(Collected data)
------------------------------

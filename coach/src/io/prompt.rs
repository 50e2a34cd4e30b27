//! Instruction rendering for sub-agent invocations.
//!
//! Each agent role has a minijinja template rendered against a snapshot of
//! session state plus an optional per-turn override directive. Rendering is a
//! pure formatting step performed before the model-call boundary. The
//! rendered output is split into marked sections and trimmed to a byte
//! budget, dropping the least critical sections first.

use anyhow::Result;
use minijinja::{Environment, context};
use tracing::debug;

use crate::core::event::Author;
use crate::core::state::SessionState;

const RESEARCHER_TEMPLATE: &str = include_str!("prompts/researcher.md");
const CLARIFIER_TEMPLATE: &str = include_str!("prompts/clarifier.md");
const ASKER_TEMPLATE: &str = include_str!("prompts/asker.md");

/// Snapshot of everything an instruction render can reference.
#[derive(Debug, Clone, Default)]
pub struct PromptInputs {
    /// Per-turn override directive set by the router (asker only).
    pub directive: Option<String>,
    /// Research blocks accumulated so far.
    pub research: Vec<String>,
    /// Current options list.
    pub options: Vec<String>,
}

impl PromptInputs {
    /// Snapshot the fields an instruction may reference from session state.
    pub fn snapshot(state: &SessionState, directive: Option<&str>) -> Self {
        Self {
            directive: directive.map(str::to_string),
            research: state.research.clone(),
            options: state.options.clone(),
        }
    }
}

/// Template engine wrapper around minijinja.
struct PromptEngine {
    env: Environment<'static>,
}

impl PromptEngine {
    fn new() -> Self {
        let mut env = Environment::new();
        env.add_template("researcher", RESEARCHER_TEMPLATE)
            .expect("researcher template should be valid");
        env.add_template("clarifier", CLARIFIER_TEMPLATE)
            .expect("clarifier template should be valid");
        env.add_template("asker", ASKER_TEMPLATE)
            .expect("asker template should be valid");
        Self { env }
    }

    fn render(&self, author: Author, input: &PromptInputs) -> Result<String> {
        let name = template_for(author);
        let template = self.env.get_template(name)?;
        let rendered = template.render(context! {
            directive => input.directive.as_deref().map(str::trim).filter(|s| !s.is_empty()),
            research => input.research,
            options => input.options,
        })?;
        Ok(rendered)
    }
}

fn template_for(author: Author) -> &'static str {
    match author {
        Author::Researcher => "researcher",
        Author::Clarifier => "clarifier",
        // The router's own events never go through a template; fall back to
        // the asker so the mapping stays total.
        Author::Asker | Author::Router => "asker",
    }
}

/// A parsed section from rendered template output.
#[derive(Debug, Clone)]
struct ParsedSection {
    /// Section identifier (e.g., "contract", "research").
    key: String,
    /// Whether this section is required (cannot be dropped).
    required: bool,
    /// Full section content including header.
    content: String,
}

/// Parse sections from rendered template output using HTML comment markers.
///
/// Markers follow format: `<!-- section:KEY required|droppable -->`
fn parse_sections(rendered: &str) -> Vec<ParsedSection> {
    use std::sync::LazyLock;
    static SECTION_RE: LazyLock<regex::Regex> = LazyLock::new(|| {
        regex::Regex::new(r"<!--\s*section:(\w+)\s+(required|droppable)\s*-->").unwrap()
    });

    let mut sections = Vec::new();
    let matches: Vec<_> = SECTION_RE.captures_iter(rendered).collect();

    for (i, caps) in matches.iter().enumerate() {
        let key = caps.get(1).unwrap().as_str().to_string();
        let required = caps.get(2).unwrap().as_str() == "required";
        let start = caps.get(0).unwrap().end();
        let end = matches
            .get(i + 1)
            .map(|m| m.get(0).unwrap().start())
            .unwrap_or(rendered.len());

        let content = rendered[start..end].trim().to_string();
        if !content.is_empty() || required {
            sections.push(ParsedSection {
                key,
                required,
                content,
            });
        }
    }

    sections
}

/// Apply budget to parsed sections, dropping droppable sections as needed.
///
/// Drop order: research -> options
fn apply_budget_to_sections(sections: &mut Vec<ParsedSection>, budget: usize) {
    let total_len =
        |secs: &[ParsedSection]| -> usize { secs.iter().map(|s| s.content.len()).sum() };

    if total_len(sections) <= budget {
        return;
    }

    let drop_order = ["research", "options"];
    for key in drop_order {
        if total_len(sections) <= budget {
            break;
        }
        if let Some(idx) = sections.iter().position(|s| s.key == key && !s.required) {
            let dropped_len = sections[idx].content.len();
            debug!(
                section = key,
                bytes_dropped = dropped_len,
                "dropped section for budget"
            );
            sections.remove(idx);
        }
    }

    // If still over budget, truncate the last section
    if total_len(sections) > budget && !sections.is_empty() {
        let other_len: usize = sections
            .iter()
            .take(sections.len() - 1)
            .map(|s| s.content.len())
            .sum();
        let allowed = budget.saturating_sub(other_len);
        let last = sections.last_mut().unwrap();
        if last.content.len() > allowed {
            if allowed > 12 {
                truncate_to_boundary(&mut last.content, allowed - 12);
                last.content.push_str("\n[truncated]");
            } else {
                truncate_to_boundary(&mut last.content, allowed);
            }
        }
    }
}

/// Truncate to at most `max` bytes, backing up so the cut never lands inside
/// a multibyte character.
fn truncate_to_boundary(s: &mut String, mut max: usize) {
    if max >= s.len() {
        return;
    }
    while !s.is_char_boundary(max) {
        max -= 1;
    }
    s.truncate(max);
}

/// Render sections back to a single string.
fn render_sections(sections: &[ParsedSection]) -> String {
    sections
        .iter()
        .map(|s| s.content.as_str())
        .collect::<Vec<_>>()
        .join("\n\n")
}

/// Builds an instruction within a byte budget, dropping state sections first.
#[derive(Debug, Clone)]
pub struct PromptBuilder {
    budget_bytes: usize,
}

impl PromptBuilder {
    /// Create a builder with the given byte budget.
    pub fn new(budget_bytes: usize) -> Self {
        Self { budget_bytes }
    }

    /// Build the instruction for one agent role.
    pub fn build(&self, author: Author, input: &PromptInputs) -> Result<String> {
        let engine = PromptEngine::new();
        let rendered = engine.render(author, input)?;

        let mut sections = parse_sections(&rendered);
        apply_budget_to_sections(&mut sections, self.budget_bytes);

        Ok(render_sections(&sections))
    }
}
//! Development-time tracing for debugging the coach.
//!
//! Tracing output is dev diagnostics via `RUST_LOG`, written to stderr; it is
//! separate from the conversation text printed to stdout by the chat loop.

use tracing_subscriber::{EnvFilter, fmt, layer::SubscriberExt, util::SubscriberInitExt};

/// Initialize tracing subscriber for development logging.
///
/// Reads `RUST_LOG` env var. Defaults to `warn` if unset.
/// Output: stderr, compact format.
///
/// # Example
/// ```bash
/// RUST_LOG=coach=debug cargo run -- chat
/// ```
pub fn init() {
    let filter = EnvFilter::try_from_default_env().unwrap_or_else(|_| EnvFilter::new("warn"));

    tracing_subscriber::registry()
        .with(filter)
        .with(fmt::layer().with_writer(std::io::stderr).compact())
        .init();
}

------------------------------

### Directions
The records need to be reproduced in their entirety, word for word.

### Solution below
filename coach/src/io/prompt.rs
repository 50e2a34cd4e30b27
//! Instruction rendering for sub-agent invocations.
//!
//! Each agent role has a minijinja template rendered against a snapshot of
//! session state plus an optional per-turn override directive. Rendering is a
//! pure formatting step performed before the model-call boundary. The
//! rendered output is split into marked sections and trimmed to a byte
//! budget, dropping the least critical sections first.

use anyhow::Result;
use minijinja::{Environment, context};
use tracing::debug;

use crate::core::event::Author;
use crate::core::state::SessionState;

const RESEARCHER_TEMPLATE: &str = include_str!("prompts/researcher.md");
const CLARIFIER_TEMPLATE: &str = include_str!("prompts/clarifier.md");
const ASKER_TEMPLATE: &str = include_str!("prompts/asker.md");

/// Snapshot of everything an instruction render can reference.
#[derive(Debug, Clone, Default)]
pub struct PromptInputs {
    /// Per-turn override directive set by the router (asker only).
    pub directive: Option<String>,
    /// Research blocks accumulated so far.
    pub research: Vec<String>,
    /// Current options list.
    pub options: Vec<String>,
}

impl PromptInputs {
    /// Snapshot the fields an instruction may reference from session state.
    pub fn snapshot(state: &SessionState, directive: Option<&str>) -> Self {
        Self {
            directive: directive.map(str::to_string),
            research: state.research.clone(),
            options: state.options.clone(),
        }
    }
}

/// Template engine wrapper around minijinja.
struct PromptEngine {
    env: Environment<'static>,
}

impl PromptEngine {
    fn new() -> Self {
        let mut env = Environment::new();
        env.add_template("researcher", RESEARCHER_TEMPLATE)
            .expect("researcher template should be valid");
        env.add_template("clarifier", CLARIFIER_TEMPLATE)
            .expect("clarifier template should be valid");
        env.add_template("asker", ASKER_TEMPLATE)
            .expect("asker template should be valid");
        Self { env }
    }

    fn render(&self, author: Author, input: &PromptInputs) -> Result<String> {
        let name = template_for(author);
        let template = self.env.get_template(name)?;
        let rendered = template.render(context! {
            directive => input.directive.as_deref().map(str::trim).filter(|s| !s.is_empty()),
            research => input.research,
            options => input.options,
        })?;
        Ok(rendered)
    }
}

fn template_for(author: Author) -> &'static str {
    match author {
        Author::Researcher => "researcher",
        Author::Clarifier => "clarifier",
        // The router's own events never go through a template; fall back to
        // the asker so the mapping stays total.
        Author::Asker | Author::Router => "asker",
    }
}

/// A parsed section from rendered template output.
#[derive(Debug, Clone)]
struct ParsedSection {
    /// Section identifier (e.g., "contract", "research").
    key: String,
    /// Whether this section is required (cannot be dropped).
    required: bool,
    /// Full section content including header.
    content: String,
}

/// Parse sections from rendered template output using HTML comment markers.
///
/// Markers follow format: `<!-- section:KEY required|droppable -->`
fn parse_sections(rendered: &str) -> Vec<ParsedSection> {
    use std::sync::LazyLock;
    static SECTION_RE: LazyLock<regex::Regex> = LazyLock::new(|| {
        regex::Regex::new(r"<!--\s*section:(\w+)\s+(required|droppable)\s*-->").unwrap()
    });

    let mut sections = Vec::new();
    let matches: Vec<_> = SECTION_RE.captures_iter(rendered).collect();

    for (i, caps) in matches.iter().enumerate() {
        let key = caps.get(1).unwrap().as_str().to_string();
        let required = caps.get(2).unwrap().as_str() == "required";
        let start = caps.get(0).unwrap().end();
        let end = matches
            .get(i + 1)
            .map(|m| m.get(0).unwrap().start())
            .unwrap_or(rendered.len());

        let content = rendered[start..end].trim().to_string();
        if !content.is_empty() || required {
            sections.push(ParsedSection {
                key,
                required,
                content,
            });
        }
    }

    sections
}

/// Apply budget to parsed sections, dropping droppable sections as needed.
///
/// Drop order: research -> options
fn apply_budget_to_sections(sections: &mut Vec<ParsedSection>, budget: usize) {
    let total_len =
        |secs: &[ParsedSection]| -> usize { secs.iter().map(|s| s.content.len()).sum() };

    if total_len(sections) <= budget {
        return;
    }

    let drop_order = ["research", "options"];
    for key in drop_order {
        if total_len(sections) <= budget {
            break;
        }
        if let Some(idx) = sections.iter().position(|s| s.key == key && !s.required) {
            let dropped_len = sections[idx].content.len();
            debug!(
                section = key,
                bytes_dropped = dropped_len,
                "dropped section for budget"
            );
            sections.remove(idx);
        }
    }

    // If still over budget, truncate the last section
    if total_len(sections) > budget && !sections.is_empty() {
        let other_len: usize = sections
            .iter()
            .take(sections.len() - 1)
            .map(|s| s.content.len())
            .sum();
        let allowed = budget.saturating_sub(other_len);
        let last = sections.last_mut().unwrap();
        if last.content.len() > allowed {
            if allowed > 12 {
                truncate_to_boundary(&mut last.content, allowed - 12);
                last.content.push_str("\n[truncated]");
            } else {
                truncate_to_boundary(&mut last.content, allowed);
            }
        }
    }
}

/// Truncate to at most `max` bytes, backing up so the cut never lands inside
/// a multibyte character.
fn truncate_to_boundary(s: &mut String, mut max: usize) {
    if max >= s.len() {
        return;
    }
    while !s.is_char_boundary(max) {
        max -= 1;
    }
    s.truncate(max);
}

/// Render sections back to a single string.
fn render_sections(sections: &[ParsedSection]) -> String {
    sections
        .iter()
        .map(|s| s.content.as_str())
        .collect::<Vec<_>>()
        .join("\n\n")
}

/// Builds an instruction within a byte budget, dropping state sections first.
#[derive(Debug, Clone)]
pub struct PromptBuilder {
    budget_bytes: usize,
}

impl PromptBuilder {
    /// Create a builder with the given byte budget.
    pub fn new(budget_bytes: usize) -> Self {
        Self { budget_bytes }
    }

    /// Build the instruction for one agent role.
    pub fn build(&self, author: Author, input: &PromptInputs) -> Result<String> {
        let engine = PromptEngine::new();
        let rendered = engine.render(author, input)?;

        let mut sections = parse_sections(&rendered);
        apply_budget_to_sections(&mut sections, self.budget_bytes);

        Ok(render_sections(&sections))
    }
}
//! Development-time tracing for debugging the coach.
//!
//! Tracing output is dev diagnostics via `RUST_LOG`, written to stderr; it is
//! separate from the conversation text printed to stdout by the chat loop.

use tracing_subscriber::{EnvFilter, fmt, layer::SubscriberExt, util::SubscriberInitExt};

/// Initialize tracing subscriber for development logging.
///
/// Reads `RUST_LOG` env var. Defaults to `warn` if unset.
/// Output: stderr, compact format.
///
/// # Example
/// ```bash
/// RUST_LOG=coach=debug cargo run -- chat
/// ```
pub fn init() {
    let filter = EnvFilter::try_from_default_env().unwrap_or_else(|_| EnvFilter::new("warn"));

    tracing_subscriber::registry()
        .with(filter)
        .with(fmt::layer().with_writer(std::io::stderr).compact())
        .init();
}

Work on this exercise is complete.